AIM OF THE EXERCISE: Copy all lines in the data that contain the string "ClearDay".

INFORMATION:
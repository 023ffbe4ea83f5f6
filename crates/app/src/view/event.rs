use moim_core::{DataError, ErrorKind};
use serde::Serialize;

use crate::view::route::Route;

/// User-visible one-line messages.
#[derive(Debug, Clone, Copy, PartialEq, Eq, Serialize)]
#[serde(rename_all = "snake_case")]
pub enum ToastMessage {
    NetworkError,
    ServerError,
    ReportCompleted,
    CommentError,
}

impl ToastMessage {
    pub fn text(self) -> &'static str {
        match self {
            ToastMessage::NetworkError => "Please check your network connection.",
            ToastMessage::ServerError => "Something went wrong. Please try again later.",
            ToastMessage::ReportCompleted => "Your report has been submitted.",
            ToastMessage::CommentError => "Could not load comments.",
        }
    }
}

/// Toast shown when a secondary action fails.
pub fn toast_for(err: &DataError) -> ToastMessage {
    match err.kind() {
        ErrorKind::Network => ToastMessage::NetworkError,
        ErrorKind::Server => ToastMessage::ServerError,
    }
}

/// One-shot output of a screen, consumed once by whoever renders it.
#[derive(Debug, Clone, PartialEq, Serialize)]
#[serde(tag = "event", content = "payload", rename_all = "snake_case")]
pub enum UiEvent {
    Navigate(Route),
    ShowToast(ToastMessage),
}
//! Month calendar of the user's plans and reviews.
//!
//! The month is fetched as a whole; picking a day only filters locally.

use std::sync::{Arc, Mutex, RwLock};

use async_trait::async_trait;
use chrono::{Datelike, Months, NaiveDate};
use moim_core::time::{server_date, server_today};
use moim_core::{Clock, DataError, LoadResult};
use moim_events::{react, PlanChange, PlanReaction, PlanScope, ScreenId};
use moim_model::PlanItem;
use serde::Serialize;

use crate::container::AppContainer;
use crate::feature::listen_plan_changes;
use crate::view::{Feature, Restartable, Route, Screen, StateHolder, ViewScope};

/// One fetched month.
#[derive(Debug, Clone, PartialEq)]
pub struct CalendarMonth {
    pub month: NaiveDate,
    pub posts: Vec<PlanItem>,
}

#[derive(Debug, Clone, PartialEq, Serialize)]
pub struct CalendarContent {
    /// `yyyy-MM`.
    pub month: String,
    /// Every post of the month, plans first.
    pub posts: Vec<PlanItem>,
    pub selected_day: Option<NaiveDate>,
    /// Posts of `selected_day`, or empty when no day is selected.
    pub day_posts: Vec<PlanItem>,
}

impl CalendarContent {
    fn select(&mut self, day: Option<NaiveDate>) {
        self.selected_day = day;
        self.day_posts = match day {
            Some(day) => self
                .posts
                .iter()
                .filter(|post| server_date(&post.plan_at) == Some(day))
                .cloned()
                .collect(),
            None => Vec::new(),
        };
    }
}

#[derive(Debug, Clone)]
pub enum CalendarAction {
    Refresh,
    PreviousMonth,
    NextMonth,
    ChangeMonth { year: i32, month: u32 },
    SelectDay(NaiveDate),
    ClearDay,
    OpenPost { post_id: String, is_plan: bool },
}

pub struct Calendar {
    id: ScreenId,
    holder: StateHolder<CalendarContent>,
    source: Restartable<CalendarMonth>,
    /// First day of the shown month.
    month: Arc<RwLock<NaiveDate>>,
    selected_day: Mutex<Option<NaiveDate>>,
    clock: Arc<dyn Clock>,
}

pub fn open(container: &AppContainer) -> Screen<Calendar> {
    let scope = ViewScope::new();
    let today = server_today(container.clock.now());
    let month = Arc::new(RwLock::new(first_of_month(today)));

    let source = {
        let plans = Arc::clone(&container.repositories.plan);
        let clock = Arc::clone(&container.clock);
        let month = Arc::clone(&month);
        Restartable::new(scope.child_token(), move || {
            let plans = Arc::clone(&plans);
            let clock = Arc::clone(&clock);
            let month = *month.read().unwrap_or_else(|p| p.into_inner());
            async move {
                let fetched = plans.get_plans_for_calendar(&month_key(month)).await?;
                let now = clock.now();
                let posts = fetched
                    .plans
                    .iter()
                    .map(|plan| PlanItem::from_plan(plan, now))
                    .chain(
                        fetched
                            .reviews
                            .iter()
                            .map(|review| PlanItem::from_review(review, now)),
                    )
                    .collect();
                Ok::<_, DataError>(CalendarMonth { month, posts })
            }
        })
    };

    let feature = Arc::new(Calendar {
        id: ScreenId::new(),
        holder: StateHolder::new(),
        source,
        month,
        selected_day: Mutex::new(None),
        clock: Arc::clone(&container.clock),
    });

    let this = Arc::clone(&feature);
    scope.follow(feature.source.watch(), move |result| this.apply_month(result));

    let this = Arc::clone(&feature);
    listen_plan_changes(&scope, &container.plan_bus, feature.id, move |change| {
        this.on_plan_change(&change)
    });

    feature.source.restart();
    Screen::new(feature, scope)
}

#[async_trait]
impl Feature for Calendar {
    type Content = CalendarContent;
    type Action = CalendarAction;

    fn holder(&self) -> &StateHolder<CalendarContent> {
        &self.holder
    }

    async fn handle(self: Arc<Self>, action: CalendarAction) {
        tracing::debug!(screen = %self.id, ?action, "Calendar action");

        match action {
            CalendarAction::Refresh => {
                self.source.restart();
            }
            CalendarAction::PreviousMonth => {
                self.shift_month(|month| month.checked_sub_months(Months::new(1)))
            }
            CalendarAction::NextMonth => {
                self.shift_month(|month| month.checked_add_months(Months::new(1)))
            }
            CalendarAction::ChangeMonth { year, month } => {
                self.shift_month(|_| NaiveDate::from_ymd_opt(year, month, 1))
            }
            CalendarAction::SelectDay(day) => self.select_day(Some(day)),
            CalendarAction::ClearDay => self.select_day(None),
            CalendarAction::OpenPost { post_id, is_plan } => {
                self.holder
                    .navigate(Route::PlanDetail { post_id, is_plan })
            }
        }
    }
}

impl Calendar {
    fn apply_month(&self, result: LoadResult<CalendarMonth>) {
        match result {
            LoadResult::Loading => self.holder.set_state(LoadResult::Loading),
            LoadResult::Success(fetched) => {
                let mut content = CalendarContent {
                    month: month_key(fetched.month),
                    posts: fetched.posts,
                    selected_day: None,
                    day_posts: Vec::new(),
                };
                content.select(*self.selected_day.lock().unwrap_or_else(|p| p.into_inner()));
                self.holder.set_state(LoadResult::Success(content));
            }
            LoadResult::Error(err) => {
                tracing::warn!(screen = %self.id, error = %err, "Failed to load calendar");
                self.holder.set_state(LoadResult::Error(err));
            }
        }
    }

    fn on_plan_change(&self, change: &PlanChange) {
        let Some(content) = self.holder.success() else {
            return;
        };
        let scope = PlanScope::Participating {
            post_ids: content.posts.iter().map(|p| p.post_id.clone()).collect(),
        };
        match react(change, &scope) {
            PlanReaction::Patch(item) => {
                let item = item.refreshed(self.clock.now());
                self.holder.update_success(|c| {
                    if let Some(shown) = c.posts.iter_mut().find(|p| p.post_id == item.post_id) {
                        *shown = item;
                    }
                    c.select(c.selected_day);
                });
            }
            PlanReaction::Remove(post_id) => {
                self.holder.update_success(|c| {
                    c.posts.retain(|p| p.post_id != post_id);
                    c.select(c.selected_day);
                });
            }
            PlanReaction::Refetch => {
                self.source.restart();
            }
            PlanReaction::Ignore => {}
        }
    }

    fn shift_month(&self, next: impl FnOnce(NaiveDate) -> Option<NaiveDate>) {
        {
            let mut month = self.month.write().unwrap_or_else(|p| p.into_inner());
            let Some(target) = next(*month) else {
                return;
            };
            *month = first_of_month(target);
        }
        *self.selected_day.lock().unwrap_or_else(|p| p.into_inner()) = None;
        self.source.restart();
    }

    fn select_day(&self, day: Option<NaiveDate>) {
        *self.selected_day.lock().unwrap_or_else(|p| p.into_inner()) = day;
        self.holder.update_success(|c| c.select(day));
    }
}

fn first_of_month(day: NaiveDate) -> NaiveDate {
    day.with_day(1).unwrap_or(day)
}

fn month_key(month: NaiveDate) -> String {
    month.format("%Y-%m").to_string()
}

ANSWER BOX:
    ClearDay,
            CalendarAction::ClearDay => self.select_day(None),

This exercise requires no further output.